Tous les hommes des alentours, le bonnet à la main, toutes les femmes, la main sur la joue, toutes les jeunes filles, les yeux mouillés de larmes, tous les jeunes garçons, les genoux à terre, vinrent prêter l’oreille aux sons du kantele et admirer sa joyeuse harmonie ; et, en même temps, ils disaient : « Non, jamais, dans tout le cours de cette vie, et depuis que brille la lune, on n’a entendu de si doux accords. »

Les vibrations du kantele résonnèrent à travers six villages ; pas une créature qui n’accourût pour les écouter. Toutes les bêtes des bois s’accroupirent sur leurs pattes, tous les oiseaux de l’air se posèrent sur les petites branches, tous les poissons de l’eau se précipitèrent vers les rivages, les vers de terre eux-mêmes quittèrent leur muet repaire, pour se réjouir aux mélodies du kantele, pour savourer les accents de Wäinämöinen.

Le vieux Wäinämöinen toucha l’instrument avec une habileté merveilleuse ; il en tira des sons splendides. Il joua pendant un jour, pendant deux jours, sans interruption, après n’avoir pris qu’un seul repas du matin, après n’avoir bouclé qu’une seule fois sa ceinture, après n’avoir revêtu qu’une seule fois sa tunique.
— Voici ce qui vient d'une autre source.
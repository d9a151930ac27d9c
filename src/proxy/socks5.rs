//! SOCKS5 proxy implementation (RFC 1928), no-auth CONNECT only
//!
//! The success reply is held back until the server has answered the
//! channel's CONNECT, so a SOCKS client never sees a connection that the
//! tunnel could not actually open.

use super::{Address, ProxyError};
use crate::client::TunnelHandle;
use crate::tunnel::TunnelError;
use std::net::{Ipv4Addr, Ipv6Addr, SocketAddr};
use std::time::Duration;
use tokio::io::{AsyncRead, AsyncReadExt, AsyncWrite, AsyncWriteExt};
use tokio::net::{TcpListener, TcpStream};
use tracing::{debug, error, info};

/// SOCKS5 version
const SOCKS_VERSION: u8 = 0x05;

/// Bound on the greeting and request exchange
const NEGOTIATION_TIMEOUT: Duration = Duration::from_secs(30);

/// Authentication methods
#[derive(Debug, Clone, Copy, PartialEq, Eq)]
#[repr(u8)]
enum AuthMethod {
    NoAuth = 0x00,
    NoAcceptable = 0xFF,
}

/// SOCKS5 commands
#[derive(Debug, Clone, Copy, PartialEq, Eq)]
#[repr(u8)]
enum Command {
    Connect = 0x01,
    Bind = 0x02,
    UdpAssociate = 0x03,
}

impl TryFrom<u8> for Command {
    type Error = ProxyError;

    fn try_from(value: u8) -> Result<Self, Self::Error> {
        match value {
            0x01 => Ok(Command::Connect),
            0x02 => Ok(Command::Bind),
            0x03 => Ok(Command::UdpAssociate),
            _ => Err(ProxyError::UnsupportedCommand(value)),
        }
    }
}

/// Address types
#[derive(Debug, Clone, Copy, PartialEq, Eq)]
#[repr(u8)]
enum AddressType {
    Ipv4 = 0x01,
    Domain = 0x03,
    Ipv6 = 0x04,
}

impl TryFrom<u8> for AddressType {
    type Error = ProxyError;

    fn try_from(value: u8) -> Result<Self, Self::Error> {
        match value {
            0x01 => Ok(AddressType::Ipv4),
            0x03 => Ok(AddressType::Domain),
            0x04 => Ok(AddressType::Ipv6),
            _ => Err(ProxyError::UnsupportedAddressType(value)),
        }
    }
}

/// Reply codes
#[derive(Debug, Clone, Copy, PartialEq, Eq)]
#[repr(u8)]
enum Reply {
    Succeeded = 0x00,
    GeneralFailure = 0x01,
    HostUnreachable = 0x04,
    CommandNotSupported = 0x07,
    AddressTypeNotSupported = 0x08,
}

impl Reply {
    /// Map a failed channel open; never leaks upstream detail
    fn for_error(error: &TunnelError) -> Self {
        match error {
            TunnelError::ConnectionClosed | TunnelError::TooManyChannels(_) => Reply::GeneralFailure,
            _ => Reply::HostUnreachable,
        }
    }

    /// Reply with an all-zero IPv4 bound address
    fn encode(self) -> [u8; 10] {
        [SOCKS_VERSION, self as u8, 0x00, AddressType::Ipv4 as u8, 0, 0, 0, 0, 0, 0]
    }
}

/// SOCKS5 proxy server
pub struct Socks5Server {
    listener: TcpListener,
}

impl Socks5Server {
    /// Create a new SOCKS5 server
    pub async fn bind(addr: &str) -> Result<Self, ProxyError> {
        let listener = TcpListener::bind(addr).await?;
        info!("SOCKS5 server listening on {}", listener.local_addr()?);

        Ok(Self { listener })
    }

    pub fn local_addr(&self) -> Result<SocketAddr, ProxyError> {
        Ok(self.listener.local_addr()?)
    }

    /// Accept clients and open a tunnel channel for each
    pub async fn run(&self, tunnel: TunnelHandle) -> Result<(), ProxyError> {
        loop {
            let (stream, peer_addr) = self.listener.accept().await?;
            debug!("New SOCKS5 connection from {}", peer_addr);

            let tunnel = tunnel.clone();
            tokio::spawn(async move {
                if let Err(e) = Self::handle_connection(stream, tunnel).await {
                    match e {
                        ProxyError::Io(_) | ProxyError::Timeout => {
                            debug!("SOCKS5 client {} went away: {}", peer_addr, e)
                        }
                        _ => error!("SOCKS5 connection error: {}", e),
                    }
                }
            });
        }
    }

    async fn handle_connection(mut stream: TcpStream, tunnel: TunnelHandle) -> Result<(), ProxyError> {
        let _ = stream.set_nodelay(true);

        let address = tokio::time::timeout(NEGOTIATION_TIMEOUT, negotiate(&mut stream))
            .await
            .map_err(|_| ProxyError::Timeout)??;

        if !tunnel.is_connected() {
            stream.write_all(&Reply::GeneralFailure.encode()).await?;
            return Err(ProxyError::TunnelDown);
        }

        let channel = match tunnel.open_channel(&address.host(), address.port()).await {
            Ok(channel) => channel,
            Err(e) => {
                debug!("Cannot open channel to {}: {}", address, e);
                stream.write_all(&Reply::for_error(&e).encode()).await?;
                return Ok(());
            }
        };

        stream.write_all(&Reply::Succeeded.encode()).await?;
        channel.attach(stream).await?;
        Ok(())
    }
}

/// Method selection and request; returns the CONNECT target
///
/// Unsupported commands and address types are answered here.
async fn negotiate<S>(stream: &mut S) -> Result<Address, ProxyError>
where
    S: AsyncRead + AsyncWrite + Unpin,
{
    // Read greeting
    let mut buf = [0u8; 255];
    stream.read_exact(&mut buf[..2]).await?;

    if buf[0] != SOCKS_VERSION {
        return Err(ProxyError::InvalidSocksVersion(buf[0]));
    }

    let nmethods = buf[1] as usize;
    stream.read_exact(&mut buf[..nmethods]).await?;

    let method = if buf[..nmethods].contains(&(AuthMethod::NoAuth as u8)) {
        AuthMethod::NoAuth
    } else {
        AuthMethod::NoAcceptable
    };
    stream.write_all(&[SOCKS_VERSION, method as u8]).await?;

    if method == AuthMethod::NoAcceptable {
        return Err(ProxyError::AuthenticationFailed);
    }

    // Read request
    stream.read_exact(&mut buf[..4]).await?;

    if buf[0] != SOCKS_VERSION {
        return Err(ProxyError::InvalidSocksVersion(buf[0]));
    }

    let command = match Command::try_from(buf[1]) {
        Ok(command) => command,
        Err(e) => {
            stream.write_all(&Reply::CommandNotSupported.encode()).await?;
            return Err(e);
        }
    };
    // buf[2] is reserved
    let addr_type = match AddressType::try_from(buf[3]) {
        Ok(addr_type) => addr_type,
        Err(e) => {
            stream.write_all(&Reply::AddressTypeNotSupported.encode()).await?;
            return Err(e);
        }
    };

    let address = match addr_type {
        AddressType::Ipv4 => {
            let mut ip = [0u8; 4];
            stream.read_exact(&mut ip).await?;
            Address::Ipv4(Ipv4Addr::from(ip), stream.read_u16().await?)
        }
        AddressType::Domain => {
            let len = stream.read_u8().await? as usize;
            stream.read_exact(&mut buf[..len]).await?;
            let domain = std::str::from_utf8(&buf[..len])
                .map_err(|_| ProxyError::InvalidAddress("domain is not UTF-8".into()))?
                .to_string();
            if domain.is_empty() {
                return Err(ProxyError::InvalidAddress("empty domain".into()));
            }
            Address::Domain(domain, stream.read_u16().await?)
        }
        AddressType::Ipv6 => {
            let mut ip = [0u8; 16];
            stream.read_exact(&mut ip).await?;
            Address::Ipv6(Ipv6Addr::from(ip), stream.read_u16().await?)
        }
    };

    debug!("SOCKS5 {:?} to {}", command, address);

    match command {
        Command::Connect => Ok(address),
        Command::Bind | Command::UdpAssociate => {
            stream.write_all(&Reply::CommandNotSupported.encode()).await?;
            Err(ProxyError::UnsupportedCommand(command as u8))
        }
    }
}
Lorsqu’il joua dans sa maison, sa maison construite en bois de sapin, le toit résonna dans ses hauteurs, la voûte du toit fit écho, le plancher tressaillit, les portes mugirent, toutes les fenêtres tremblèrent, les pierres du foyer dansèrent, la poutre en bois madré de la cheminée oscilla.

Lorsqu’il joua au milieu des forêts, les sapins se courbèrent humblement, les pins saluèrent, leurs pommes tombèrent à terre, leurs épines se roulèrent autour des racines.

Lorsqu’il joua au milieu des bocages ou des champs nouvellement défrichés, les bocages s’éveillèrent à la joie, les champs s’ouvrirent à l’allégresse, les fleurs furent transportées d’amour, les jeunes tiges s’inclinèrent gracieusement.

  1. « Iki-mennyttä iloa. »

  2. Voir Dixième Runo, note 9.
  3. « Ei tuota enämpi olle
    « Hauin hampahan iloa,
    « Kalanluista luikutusta. »

  4. La séve qui découle du bouleau à l’époque du printemps forme une boisson agréable.
  5. Voir Quatrième Runo, note 1.
  6. « Kun kaki kukahtelevi,
    « Sanoin viisin viikkelevi,
    « Kuita suusta kumpuavi,
    « Hopca valahtelevi,
    « Kultaiselle kunnahalle,
    « Hopeiselle maelle ;
    « Siita naulat kantelehen,
    « Vaantimet visaperahan. »

  7. La runo dit : Il s’avança de son côté sans souliers, il se glissa de son côté sans bas. Précautions pour ne pas troubler la solitude de la jeune fille.